Son halka ise kısa vadede "hayır"a en zor ikna
edilebilecek kesim. Ama burada da gedikler açmak olanaklı.Dahası bu kesimin içindeki
yoksul ağırlığı, bu kesimin kazanılmasını sol için stratejik önemde kılıyor.

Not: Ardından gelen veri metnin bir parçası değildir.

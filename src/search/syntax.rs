//! Constructors for the search engine's query language.
//!
//! Fragments compose as `@field:value` scoped sub-expressions joined by the
//! engine's implicit AND; values are tag sets `{…}`, numeric ranges
//! `[min max]` with literal bounds, `$name` parameter references, and
//! token-prefix groups `(…*)`. Negation prepends `-` to a whole
//! sub-expression.

/// A `@name` field reference.
pub fn named_field(name: &str) -> String {
    format!("@{}", name)
}

/// A `field:value` scoped sub-expression.
pub fn expression(field: &str, value: &str) -> String {
    format!("{}:{}", field, value)
}

/// Negate a sub-expression.
pub fn negative(expr: &str) -> String {
    format!("-{}", expr)
}

/// A `{value}` tag match.
pub fn tag(value: &str) -> String {
    format!("{{{}}}", value)
}

/// A `$name` parameter reference, resolved from the parameter map at
/// execution time.
pub fn param_ref(name: &str) -> String {
    format!("${}", name)
}

/// A `[min max]` numeric range with literal bounds. A missing bound is
/// open on that side.
pub fn numeric_range(gte: Option<f64>, lte: Option<f64>) -> String {
    format!("[{} {}]", bound(gte, "-inf"), bound(lte, "+inf"))
}

/// A `(value*)` group matching any token starting with the value.
pub fn contains_any(value: &str) -> String {
    format!("({}*)", value)
}

fn bound(value: Option<f64>, open: &str) -> String {
    match value {
        Some(value) => format!("{}", value),
        None => open.to_string(),
    }
}
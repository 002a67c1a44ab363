//! Redis reservation store.
//!
//! Each operation runs as one server-side Lua script, which is what makes
//! reserve/cancel/cleanup indivisible across processes. The window is a
//! sorted set scored by epoch-ms; the hard block is a plain key with a PX
//! expiry, where no expiry at all means blocked forever.

use async_trait::async_trait;
use redis::aio::ConnectionManager;
use redis::Script;

use crate::error::Result;

use super::store::{ReservationStore, ReserveArgs, WindowReply};

/// Ages out expired entries, consults the block marker, then admits or
/// rejects. Engages the hard block only on a rejected reservation, never on
/// a probe. Replies `(usage, limit, token-or-empty, reset)`, where `reset`
/// is an absolute epoch-ms instant and `0` means blocked forever.
const RESERVE_SCRIPT: &str = r#"
local window = KEYS[1]
local block = KEYS[2]
local now = tonumber(ARGV[1])
local interval = tonumber(ARGV[2])
local limit = tonumber(ARGV[3])
local reserve = tonumber(ARGV[4]) == 1
local token = ARGV[5]
local blockInterval = tonumber(ARGV[6])

if interval > 0 then
  redis.call('ZREMRANGEBYSCORE', window, '-inf', now - interval)
end

local usage = redis.call('ZCARD', window)

local ttl = redis.call('PTTL', block)
if ttl == -1 then
  return { usage, limit, '', 0 }
end
if ttl > 0 then
  return { usage, limit, '', now + ttl }
end

if usage < limit then
  if not reserve then
    return { usage, limit, '', 0 }
  end
  redis.call('ZADD', window, now, token)
  if interval > 0 then
    redis.call('PEXPIRE', window, interval)
  end
  return { usage + 1, limit, token, 0 }
end

if reserve then
  if blockInterval > 0 then
    redis.call('SET', block, '1', 'PX', blockInterval)
    return { usage, limit, '', now + blockInterval }
  end
  redis.call('SET', block, '1')
  return { usage, limit, '', 0 }
end

local reset = 0
if interval > 0 then
  local oldest = redis.call('ZRANGE', window, 0, 0, 'WITHSCORES')
  if oldest[2] then
    reset = tonumber(oldest[2]) + interval
    if reset <= now then
      reset = now + 1
    end
  end
end
return { usage, limit, '', reset }
"#;

const CANCEL_SCRIPT: &str = r#"
return redis.call('ZREM', KEYS[1], ARGV[1])
"#;

/// Collects the tokens recorded under the primary window, removes them from
/// every extra key, then drops the window and its block marker.
const CLEANUP_SCRIPT: &str = r#"
local members = redis.call('ZRANGE', KEYS[1], 0, -1)
if #members > 0 then
  for i = 3, #KEYS do
    redis.call('ZREM', KEYS[i], unpack(members))
  end
end
redis.call('DEL', KEYS[1], KEYS[2])
return redis.status_reply('OK')
"#;

/// Reservation store backed by Redis server-side scripts.
pub struct RedisReservationStore {
    conn: ConnectionManager,
    reserve: Script,
    cancel: Script,
    cleanup: Script,
}

impl RedisReservationStore {
    /// Create a store over an established connection manager.
    pub fn new(conn: ConnectionManager) -> Self {
        Self {
            conn,
            reserve: Script::new(RESERVE_SCRIPT),
            cancel: Script::new(CANCEL_SCRIPT),
            cleanup: Script::new(CLEANUP_SCRIPT),
        }
    }

    /// Connect to Redis and create a store.
    pub async fn connect(url: &str) -> Result<Self> {
        let client = redis::Client::open(url)?;
        let conn = ConnectionManager::new(client).await?;
        Ok(Self::new(conn))
    }
}

#[async_trait]
impl ReservationStore for RedisReservationStore {
    async fn reserve(
        &self,
        key: &str,
        block_key: &str,
        args: ReserveArgs<'_>,
    ) -> Result<WindowReply> {
        let mut conn = self.conn.clone();

        let (usage, limit, token, reset_ms): (u32, u32, String, u64) = self
            .reserve
            .key(key)
            .key(block_key)
            .arg(args.now_ms)
            .arg(args.interval_ms)
            .arg(args.limit)
            .arg(args.reserve as u8)
            .arg(args.token)
            .arg(args.block_interval_ms)
            .invoke_async(&mut conn)
            .await?;

        Ok(WindowReply {
            usage,
            limit,
            token: (!token.is_empty()).then_some(token),
            reset_ms,
        })
    }

    async fn cancel(&self, key: &str, token: &str) -> Result<()> {
        let mut conn = self.conn.clone();

        let _removed: u32 = self
            .cancel
            .key(key)
            .arg(token)
            .invoke_async(&mut conn)
            .await?;
        Ok(())
    }

    async fn cleanup(&self, key: &str, block_key: &str, extra_keys: &[&str]) -> Result<()> {
        let mut conn = self.conn.clone();

        let mut invocation = self.cleanup.prepare_invoke();
        invocation.key(key).key(block_key);
        for extra in extra_keys {
            invocation.key(*extra);
        }

        let _: () = invocation.invoke_async(&mut conn).await?;
        Ok(())
    }
}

"Hayır"a kazanmak nispeten daha güç diye , bu kesime sırt dönmek,
dışlayıcı bir tutum almak, sol açısından ölümcül bir hata olur.
***
Referandum süreci ile ilgili tanıdıklarım peşi sıra güzel
haberler veriyor şu sıra... Yalnızca son bir hafta içerisinde en az on
arkadaşımdan "hayır"a zaten kendiliğinden ikna olmuş ya da ikna
edilen AKP'lilerle ilgili bilgi geldi.
Aynı süreçte ben de ulaşabildiğim tüm AKP'lilerle diyalog
kurmaya çalıştım. Gerek kendi deneyimlerim gerekse dolaylı gelen bilgiler AKP
tabanında ciddi bir bulanıklık ve hatta çözülme emareleri olduğunu gösterir nitelikte. Bizzat AKP
medyası içinde bile hatırı sayılır bir "hayır"cı olduğunu rahatlıkla
söyleyebilirim.
Bu tablo güçlü
olanaklara işaret ediyor. Ama çalışmak kaydıyla... Bu referandum çok kritik
önemde... Bir "hayat memat meselesi" dersek abartmış olmayız. AKP
tabanı üzerinde yoğunlaşan bir çaba çok önemli. Tüm hayırcılar üçer beşer bir
ekip gibi çalışmak ve geçen seçimde AKP'ye oy vermiş en az iki kişiyi
"hayır"a ikna etmeyi hedeflemek durumunda. Yine bu ekip
"Hayır!" içerikli kitle eylemlerine kendileri dışında ulaşabildikleri
herkesi taşıyabilmeyi de amaçlamalılar.
Bu çalışmalarda kullanılacak dilin çok önemli olduğunu
özellikle vurgulamak gerekiyor. AKP'nin kutuplaştırıcı diliyle tahkim etmeye
çalıştığı bu kitleyi ancak kapsayıcı, birleştirici ve kardeşleştirici bir dil
ile çözebilir ve kazanabiliriz. Onların olası kaygılarını sabırla dinlemeli, iyi
anlamalı ve "Hayır"ın onların özgürlüğü ve refahı içinde çok önemli
olduğunu anlatabilmeliyiz.
Hem yalnızca Erdoğan faktörü nedeniyle değil kim olursa olsun
ilkesel bakımdan tek adamlığa karşı olduğumuzu anlatmalı ama hem de Erdoğan'ın "başarılı ve güvenilir"
olduğu kanaatini de Suriye, FETÖ, Ergenekon, Rus uçağının düşürülmesi,
"dolar satın" çağrısı vb. örneklerden hareketle sorgulatmaya, kırmaya
çalışmalıyız. Ama çalışmayı da"Erdoğan karşıtlığı" temeline
oturtmamalıyız.
Bir seferberlik ruhuyla çalıştığımızda, başarı kesindir.